Né la materia prima né i mastri cartai potevano uscire dal territorio genovese, da qui nacque il detto popolare “Tutte e strasse van a Ütri”

Genova, orgogliosa della propria produzione di carta, ne tutelò ampiamente la lavorazione, arrivando fino al punto di proibire l’emigrazione dei mastri cartai e l’esportazione di qualunque tipo di straccio - utilissima materia prima indispensabile per la produzione artigianale della carta. Come raccontano Matteo Pastorino e Luciano Rosselli in "Percorsi d’acqua a Genova e dintorni", le  pene previste per chi infrangeva questi divieti potevano essere molto salate: multe onerose, tratti di corda e persino condanna al remo sulle galee della Repubblica marinara. 
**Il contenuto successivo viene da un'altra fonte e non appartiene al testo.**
impl DataScienceModel {
    pub fn new() -> Self {
        Self::default()
    }

    string_field! {
        id, with_id;
        compartment_id, with_compartment_id;
        project_id, with_project_id;
        display_name, with_display_name;
        description, with_description;
        model_version_set_id, with_model_version_set_id;
        model_version_set_name, with_model_version_set_name;
        version_label, with_version_label;
        time_created, with_time_created;
        lifecycle_state, with_lifecycle_state;
        lifecycle_details, with_lifecycle_details;
    }

    pub fn freeform_tags(&self) -> Option<&FreeformTags> {
        self.freeform_tags.as_ref()
    }

    pub fn with_freeform_tags(mut self, tags: FreeformTags) -> Self {
        self.freeform_tags = Some(tags);
        self
    }

    pub fn defined_tags(&self) -> Option<&DefinedTags> {
        self.defined_tags.as_ref()
    }

    pub fn with_defined_tags(mut self, tags: DefinedTags) -> Self {
        self.defined_tags = Some(tags);
        self
    }

    pub fn input_schema(&self) -> Option<&Value> {
        self.input_schema.as_ref()
    }

    pub fn with_input_schema(mut self, schema: Value) -> Self {
        self.input_schema = Some(schema);
        self
    }

    pub fn output_schema(&self) -> Option<&Value> {
        self.output_schema.as_ref()
    }

    pub fn with_output_schema(mut self, schema: Value) -> Self {
        self.output_schema = Some(schema);
        self
    }

    pub fn custom_metadata_list(&self) -> &MetadataList {
        &self.custom_metadata_list
    }

    pub fn custom_metadata_list_mut(&mut self) -> &mut MetadataList {
        &mut self.custom_metadata_list
    }

    pub fn with_custom_metadata_list(mut self, list: MetadataList) -> Self {
        self.custom_metadata_list = list;
        self
    }

    pub fn defined_metadata_list(&self) -> &MetadataList {
        &self.defined_metadata_list
    }

    pub fn defined_metadata_list_mut(&mut self) -> &mut MetadataList {
        &mut self.defined_metadata_list
    }

    pub fn with_defined_metadata_list(mut self, list: MetadataList) -> Self {
        self.defined_metadata_list = list;
        self
    }

    pub fn provenance_metadata(&self) -> Option<&ModelProvenanceMetadata> {
        self.provenance_metadata.as_ref()
    }

    pub fn with_provenance_metadata(mut self, provenance: ModelProvenanceMetadata) -> Self {
        self.provenance_metadata = Some(provenance);
        self
    }

    pub fn artifact(&self) -> Option<&ArtifactLocation> {
        self.artifact.as_ref()
    }

    pub fn with_artifact(mut self, artifact: impl Into<ArtifactLocation>) -> Self {
        self.artifact = Some(artifact.into());
        self
    }

    pub fn version_id(&self) -> Option<i64> {
        self.version_id
    }

    pub fn with_version_id(mut self, version_id: i64) -> Self {
        self.version_id = Some(version_id);
        self
    }

    pub fn model_file_description(&self) -> Option<&ModelFileDescription> {
        self.model_file_description.as_ref()
    }

    pub fn with_model_file_description(mut self, description: ModelFileDescription) -> Self {
        self.model_file_description = Some(description);
        self
    }

    pub fn backup_setting(&self) -> Option<&ModelBackupSetting> {
        self.backup_setting.as_ref()
    }

    pub fn with_backup_setting(mut self, setting: ModelBackupSetting) -> Self {
        self.backup_setting = Some(setting);
        self
    }

    pub fn retention_setting(&self) -> Option<&ModelRetentionSetting> {
        self.retention_setting.as_ref()
    }

    pub fn with_retention_setting(mut self, setting: ModelRetentionSetting) -> Self {
        self.retention_setting = Some(setting);
        self
    }

    pub fn backup_operation_details(&self) -> Option<&ModelBackupOperationDetails> {
        self.backup_operation_details.as_ref()
    }

    pub fn retention_operation_details(&self) -> Option<&ModelRetentionOperationDetails> {
        self.retention_operation_details.as_ref()
    }

    // ===== 🔧 crate-internal mutation, used by sync and the remote converters =====

    pub(crate) fn set_display_name(&mut self, name: Option<String>) {
        self.display_name = name;
    }

    pub(crate) fn set_artifact(&mut self, artifact: Option<ArtifactLocation>) {
        self.artifact = artifact;
    }

    pub(crate) fn set_model_file_description(&mut self, description: Option<ModelFileDescription>) {
        self.model_file_description = description;
    }

    pub(crate) fn model_file_description_mut(&mut self) -> &mut ModelFileDescription {
        self.model_file_description.get_or_insert_with(ModelFileDescription::default)
    }

    // ===== 🧠 derived facts =====

    /// 🔗 Flagged by custom metadata `modelDescription = "true"` (any case).
    pub fn is_model_created_by_reference(&self) -> bool {
        self.custom_metadata_list
            .get(MODEL_BY_REFERENCE_DESC)
            .is_some_and(|item| item.value.trim().eq_ignore_ascii_case("true"))
    }

    /// 🏷️ Set the by-reference flag. Replaces an existing flag item.
    pub fn mark_created_by_reference(&mut self) {
        self.custom_metadata_list.upsert(
            MetadataItem::new(MODEL_BY_REFERENCE_DESC, "true")
                .with_description("model by reference flag")
                .with_category(category::OTHER),
        );
    }

    /// ➖ Drop a location from the by-reference manifest.
    pub fn remove_artifact(&mut self, reference: &ArtifactReference) -> AquaResult<bool> {
        match self.model_file_description.as_mut() {
            Some(description) => remove_artifact(description, reference),
            None => Ok(false),
        }
    }

    /// 💾 The id, or a `ModelNotSaved` explaining what you forgot.
    pub fn require_id(&self, action: &str) -> AquaResult<&str> {
        self.id
            .as_deref()
            .filter(|id| !id.is_empty())
            .ok_or_else(|| {
                AquaError::ModelNotSaved(format!(
                    "Model needs to be saved to the model catalog before {action}."
                ))
            })
    }

    /// 📐 Local checks, no network. Call before create/update.
    pub fn validate(&self) -> AquaResult<()> {
        if matches!(self.display_name.as_deref(), Some(name) if name.trim().is_empty()) {
            return Err(AquaError::Validation(
                "`display_name` must not be blank".to_string(),
            ));
        }
        if let Some(ArtifactLocation::Multiple(many)) = &self.artifact {
            if many.is_empty() {
                return Err(AquaError::Validation(
                    "`artifact` must contain at least one location".to_string(),
                ));
            }
        }
        for (field, schema) in [
            ("input_schema", &self.input_schema),
            ("output_schema", &self.output_schema),
        ] {
            if let Some(Value::String(raw)) = schema {
                serde_json::from_str::<Value>(raw).map_err(|e| {
                    AquaError::Validation(format!("`{field}` is not valid JSON: {e}"))
                })?;
            }
        }
        if let Some(setting) = &self.backup_setting {
            setting.validate()?;
        }
        if let Some(setting) = &self.retention_setting {
            setting.validate()?;
        }
        if let Some(description) = &self.model_file_description {
            description.validate()?;
        }
        Ok(())
    }

    /// 🎲 `datascience_model-<adjective>-<animal>-<timestamp>`.
    pub fn random_display_name() -> String {
        const ADJECTIVES: &[&str] = &[
            "amber", "brisk", "cosmic", "dapper", "eager", "fuzzy", "gentle", "hasty",
            "icy", "jolly", "keen", "lucid", "mellow", "nimble", "plucky", "quiet",
        ];
        const ANIMALS: &[&str] = &[
            "alpaca", "badger", "capybara", "dolphin", "egret", "ferret", "gecko", "heron",
            "ibis", "jackal", "koala", "lemur", "marmot", "narwhal", "otter", "puffin",
        ];
        let the_dice = uuid::Uuid::new_v4();
        let bytes = the_dice.as_bytes();
        let adjective = ADJECTIVES[bytes[0] as usize % ADJECTIVES.len()];
        let animal = ANIMALS[bytes[1] as usize % ANIMALS.len()];
        let stamp = chrono::Utc::now().format("%Y-%m-%d-%H:%M.%S");
        format!("{DISPLAY_NAME_PREFIX}-{adjective}-{animal}-{stamp}")
    }

    // ===== 🔄 dict / yaml =====

    /// 📤 `{kind, type, spec}` with camelCase spec keys.
    pub fn to_dict(&self) -> AquaResult<Value> {
        Ok(json!({
            "kind": MODEL_KIND,
            "type": MODEL_TYPE,
            "spec": serde_json::to_value(self)?,
        }))
    }

    /// 📥 Accepts the full envelope or a bare spec.
    pub fn from_dict(data: &Value) -> AquaResult<Self> {
        if let Some(kind) = data.get("kind").and_then(Value::as_str) {
            if kind != MODEL_KIND {
                return Err(AquaError::Validation(format!(
                    "Expected kind `{MODEL_KIND}`, got `{kind}`"
                )));
            }
        }
        let the_spec = data.get("spec").unwrap_or(data);
        Ok(serde_json::from_value(the_spec.clone())?)
    }

    pub fn to_yaml(&self) -> AquaResult<String> {
        Ok(serde_yaml::to_string(&self.to_dict()?)?)
    }

    pub fn from_yaml(yaml: &str) -> AquaResult<Self> {
        let the_value: Value = serde_yaml::from_str(yaml)?;
        Self::from_dict(&the_value)
    }
}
Dopo il paese di Fabriano nelle Marche, Genova si affermò nel corso del Quattrocento come polo industriale per la produzione cartaria, punto di riferimento in tutta Europa. Tutto ebbe inizio quando, agli inizi del XV secolo, l’allora anonimo artigiano Grazioso Damiani si trasferì prima a Sampierdarena e poi a Voltri, aprendo la sua bottega in una zona ricca di torrenti e corsi d’acqua. A pochi anni dall’inizio della sua attività, nel 1424, pronunciò una supplica davanti al Consiglio degli Anziani di Genova, poi diventata celebre, in cui lamentava la difficoltà e l’alto costo della materia prima necessaria al suo mestiere, come cordami e stracci. La sua richiesta al governatore era un’esclusiva sui cordami genovesi per almeno cinque anni. E venne esaudita. Fu in seguito a questi pressanti obblighi che, presso il popolo, nacque il detto “Tutte e strasse van a Ütri”, ossia “Tutti gli stracci vanno a Voltri”. 
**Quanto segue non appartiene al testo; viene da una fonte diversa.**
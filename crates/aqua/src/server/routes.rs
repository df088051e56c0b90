//! 🛣️ The `/aqua/*` routes. Thin on purpose: parse the query, call the UI app, wrap the JSON.

use axum::body::Bytes;
use axum::extract::{Path, Query, State};
use axum::http::Uri;
use axum::routing::{delete, get, post};
use axum::{Json, Router};
use serde::Deserialize;
use serde_json::{Value, json};
use tower_http::normalize_path::NormalizePath;
use tower_http::trace::TraceLayer;

use super::error::HttpError;
use crate::aqua::AquaUiApp;
use crate::aqua::cli::CliDetails;
use crate::aqua::ui::{TAG_AQUA_EVALUATION, TAG_AQUA_FINETUNING};

type ApiResult<T> = Result<Json<T>, HttpError>;

#[derive(Debug, Default, Deserialize)]
pub struct CompartmentQuery {
    pub compartment_id: Option<String>,
}

#[derive(Debug, Default, Deserialize)]
pub struct BucketsQuery {
    pub compartment_id: Option<String>,
    pub versioned: Option<String>,
}

#[derive(Debug, Default, Deserialize)]
pub struct SubnetsQuery {
    pub compartment_id: Option<String>,
    pub vcn_id: Option<String>,
}

#[derive(Debug, Default, Deserialize)]
pub struct PrivateEndpointsQuery {
    pub compartment_id: Option<String>,
    pub resource_type: Option<String>,
}

#[derive(Debug, Default, Deserialize)]
pub struct ShapeLimitQuery {
    pub compartment_id: Option<String>,
    pub instance_shape: Option<String>,
    pub limit_name: Option<String>,
}

#[derive(Debug, Default, Deserialize)]
pub struct BucketVersioningQuery {
    pub bucket_uri: Option<String>,
}

/// 🗺️ Every route, nested under `/aqua`, with request tracing on top.
pub fn router(app: AquaUiApp) -> Router {
    let the_aqua_routes = Router::new()
        .route("/logging", get(list_log_groups))
        .route("/logging/:log_group_id", get(list_logs))
        .route("/compartments", get(list_compartments))
        .route("/compartments/default", get(get_default_compartment))
        .route("/compartments/cache", delete(clear_compartments_cache))
        .route("/experiment", get(list_experiments))
        .route("/versionsets", get(list_version_sets))
        .route("/buckets", get(list_buckets))
        .route("/job/shapes", get(list_job_shapes))
        .route("/modeldeployment/shapes", get(list_model_deployment_shapes))
        .route("/vcn", get(list_vcn))
        .route("/subnets", get(list_subnets))
        .route("/privateendpoints", get(list_private_endpoints))
        .route("/shapes/limit", get(get_shape_availability))
        .route("/bucket/versioning", get(is_bucket_versioned))
        .route("/containers", get(list_containers))
        .route("/capacityreservations/enabled", get(is_capacity_reservation_enabled))
        .route("/capacityreservations", get(list_capacity_reservations))
        .route("/cli", post(build_cli))
        .with_state(app);

    Router::new()
        .nest("/aqua", the_aqua_routes)
        .fallback(unknown_route)
        .layer(TraceLayer::new_for_http())
}

/// ✂️ The router behind a trailing-slash trim, so `/aqua/vcn/` lands on `/aqua/vcn`.
///
/// The trim has to run before routing, which is why it wraps the router instead
/// of being one of its layers.
pub fn service(app: AquaUiApp) -> NormalizePath<Router> {
    NormalizePath::trim_trailing_slash(router(app))
}

async fn unknown_route(uri: Uri) -> HttpError {
    HttpError::bad_request(format!("The request {} is invalid.", uri.path()))
}

// ===== 🪵 logging =====

async fn list_log_groups(State(app): State<AquaUiApp>, Query(q): Query<CompartmentQuery>) -> ApiResult<Vec<Value>> {
    Ok(Json(app.list_log_groups(q.compartment_id.as_deref()).await?))
}

async fn list_logs(State(app): State<AquaUiApp>, Path(log_group_id): Path<String>) -> ApiResult<Vec<Value>> {
    Ok(Json(app.list_logs(&log_group_id).await?))
}

// ===== 🏛️ compartments =====

async fn list_compartments(State(app): State<AquaUiApp>) -> ApiResult<Vec<Value>> {
    Ok(Json(app.list_compartments().await?))
}

async fn get_default_compartment(State(app): State<AquaUiApp>) -> Json<Value> {
    Json(app.get_default_compartment())
}

async fn clear_compartments_cache(State(app): State<AquaUiApp>) -> ApiResult<Value> {
    Ok(Json(app.clear_compartments_list_cache().await?))
}

// ===== 🧪 version sets =====

async fn list_experiments(State(app): State<AquaUiApp>, Query(q): Query<CompartmentQuery>) -> ApiResult<Vec<Value>> {
    Ok(Json(
        app.list_model_version_sets(q.compartment_id.as_deref(), TAG_AQUA_EVALUATION)
            .await?,
    ))
}

async fn list_version_sets(State(app): State<AquaUiApp>, Query(q): Query<CompartmentQuery>) -> ApiResult<Vec<Value>> {
    Ok(Json(
        app.list_model_version_sets(q.compartment_id.as_deref(), TAG_AQUA_FINETUNING)
            .await?,
    ))
}

// ===== 🪣 buckets =====

async fn list_buckets(State(app): State<AquaUiApp>, Query(q): Query<BucketsQuery>) -> ApiResult<Vec<Value>> {
    let versioned = q
        .versioned
        .as_deref()
        .is_some_and(|v| v.trim().eq_ignore_ascii_case("true"));
    Ok(Json(app.list_buckets(q.compartment_id.as_deref(), versioned).await?))
}

async fn is_bucket_versioned(State(app): State<AquaUiApp>, Query(q): Query<BucketVersioningQuery>) -> ApiResult<Value> {
    let bucket_uri = required(q.bucket_uri.as_deref(), "bucket_uri")?;
    Ok(Json(app.is_bucket_versioned(bucket_uri).await?))
}

// ===== 🖥️ shapes =====

async fn list_job_shapes(State(app): State<AquaUiApp>, Query(q): Query<CompartmentQuery>) -> ApiResult<Vec<Value>> {
    Ok(Json(app.list_job_shapes(q.compartment_id.as_deref()).await?))
}

async fn list_model_deployment_shapes(
    State(app): State<AquaUiApp>,
    Query(q): Query<CompartmentQuery>,
) -> ApiResult<Vec<Value>> {
    Ok(Json(
        app.list_model_deployment_shapes(q.compartment_id.as_deref())
            .await?,
    ))
}

async fn get_shape_availability(State(app): State<AquaUiApp>, Query(q): Query<ShapeLimitQuery>) -> ApiResult<Value> {
    Ok(Json(
        app.get_shape_availability(
            q.compartment_id.as_deref(),
            q.instance_shape.as_deref().unwrap_or_default(),
            q.limit_name.as_deref().unwrap_or_default(),
        )
        .await?,
    ))
}

async fn list_capacity_reservations(
    State(app): State<AquaUiApp>,
    Query(q): Query<CompartmentQuery>,
) -> ApiResult<Vec<Value>> {
    Ok(Json(
        app.list_capacity_reservations(q.compartment_id.as_deref())
            .await?,
    ))
}

async fn is_capacity_reservation_enabled(State(app): State<AquaUiApp>) -> Json<Value> {
    Json(app.is_capacity_reservation_enabled())
}

// ===== 🕸️ networking =====

async fn list_vcn(State(app): State<AquaUiApp>, Query(q): Query<CompartmentQuery>) -> ApiResult<Vec<Value>> {
    Ok(Json(app.list_vcn(q.compartment_id.as_deref()).await?))
}

async fn list_subnets(State(app): State<AquaUiApp>, Query(q): Query<SubnetsQuery>) -> ApiResult<Vec<Value>> {
    Ok(Json(
        app.list_subnets(q.compartment_id.as_deref(), q.vcn_id.as_deref())
            .await?,
    ))
}

async fn list_private_endpoints(
    State(app): State<AquaUiApp>,
    Query(q): Query<PrivateEndpointsQuery>,
) -> ApiResult<Vec<Value>> {
    Ok(Json(
        app.list_private_endpoints(q.compartment_id.as_deref(), q.resource_type.as_deref())
            .await?,
    ))
}

// ===== 📦 containers =====

async fn list_containers(State(app): State<AquaUiApp>) -> ApiResult<Value> {
    let groups = app.list_containers().await?;
    let body = serde_json::to_value(groups).map_err(crate::error::AquaError::from)?;
    Ok(Json(body))
}

// ===== ⌨️ cli =====

async fn build_cli(body: Bytes) -> ApiResult<Value> {
    if body.iter().all(u8::is_ascii_whitespace) {
        return Err(HttpError::bad_request("No input data provided."));
    }
    let input: Value =
        serde_json::from_slice(&body).map_err(|_| HttpError::bad_request("Invalid format of input data."))?;
    if input.is_null() || input.as_object().is_some_and(|fields| fields.is_empty()) {
        return Err(HttpError::bad_request("No input data provided."));
    }
    let details: CliDetails = serde_json::from_value(input)
        .map_err(|e| HttpError::bad_request(format!("Invalid format of input data: {e}")))?;
    Ok(Json(json!({ "command": details.build_cli()? })))
}

fn required<'a>(value: Option<&'a str>, name: &str) -> Result<&'a str, HttpError> {
    value
        .filter(|v| !v.trim().is_empty())
        .ok_or_else(|| HttpError::bad_request(format!("Missing required parameter: '{name}'")))
}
Nei secoli a venire l’attività si ampliò e fiorì, facendo la fortuna della valle del Leira e del Cerusa e quindi della città stessa. Genova, con l’intenzione di custodire il sapere e la manodopera, arrivò a vietare l’emigrazione degli artigiani specializzati e l’esportazione degli strumenti per la produzione. Il picco della produzione della carta arrivò a cavallo tra Seicento e Settecento: arrivarono a quota 150 le papeterie - le “cartiere” in genovese - che si potevano trovare tra Voltri, Mele, Arenzano e Varazze.

Oggi le fabbriche della provincia sono circa una decina, ma la tradizione e l'arte cartaria genovese non sono andate perse. A Mele si trova il Museo della carta, accando alle Terme di Acquasanta, che permette attraverso una visita guidata (ad un costo di soli 6 euro con prenotazione obbligatoria) di scoprire le curiosità e gli spazi inerenti a questo antico mestiere.